Exercise: From the listing below, count the lines that contain the string "Option", then state only that number.

··· Entries supplied

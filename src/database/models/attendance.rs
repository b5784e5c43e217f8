use chrono::{DateTime, NaiveDate, NaiveDateTime, NaiveTime, Utc};
use serde::{Deserialize, Serialize};
use uuid::Uuid;

use super::macros::string_enum;

/// One attendance record per (employee, calendar date). Immutable once its
/// date falls inside a finalized or paid payroll cutoff.
#[derive(Debug, Clone, Serialize, Deserialize, sqlx::FromRow)]
#[serde(rename_all = "camelCase")]
pub struct AttendanceLog {
    pub id: Uuid,
    pub employee_id: Uuid,
    pub company_id: Uuid,
    pub log_date: NaiveDate,
    pub time_in: Option<NaiveDateTime>,
    pub time_out: Option<NaiveDateTime>,
    pub status: AttendanceStatus,
    pub late_minutes: i32,
    pub ot_minutes: i32,
    pub remarks: Option<String>,
    pub created_at: DateTime<Utc>,
    pub updated_at: DateTime<Utc>,
}

/// Manual-entry payload. Punches are clock times; the service composes them
/// onto the log date and applies the cross-midnight correction.
#[derive(Debug, Clone, Serialize, Deserialize)]
#[serde(rename_all = "camelCase")]
pub struct AttendanceLogInput {
    pub employee_id: Uuid,
    pub log_date: NaiveDate,
    pub time_in: Option<NaiveTime>,
    pub time_out: Option<NaiveTime>,
    pub remarks: Option<String>,
}

#[derive(Debug, Clone, Serialize, Deserialize)]
#[serde(rename_all = "camelCase")]
pub struct PunchInput {
    pub employee_id: Uuid,
}

#[derive(Debug, Clone, Serialize, Deserialize)]
#[serde(rename_all = "camelCase")]
pub struct AttendanceImportInput {
    pub rows: Vec<AttendanceLogInput>,
}

string_enum! {
    #[derive(Debug, Clone, Copy, Serialize, Deserialize, PartialEq, Eq)]
    #[serde(rename_all = "snake_case")]
    pub enum AttendanceStatus {
        Present => "present",
        Late => "late",
        Absent => "absent",
        Incomplete => "incomplete",
        HalfDay => "half_day",
        Leave => "leave",
        RestDay => "rest_day",
    }
}

impl Default for AttendanceStatus {
    fn default() -> Self {
        AttendanceStatus::Absent
    }
}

······

Solved problem: 6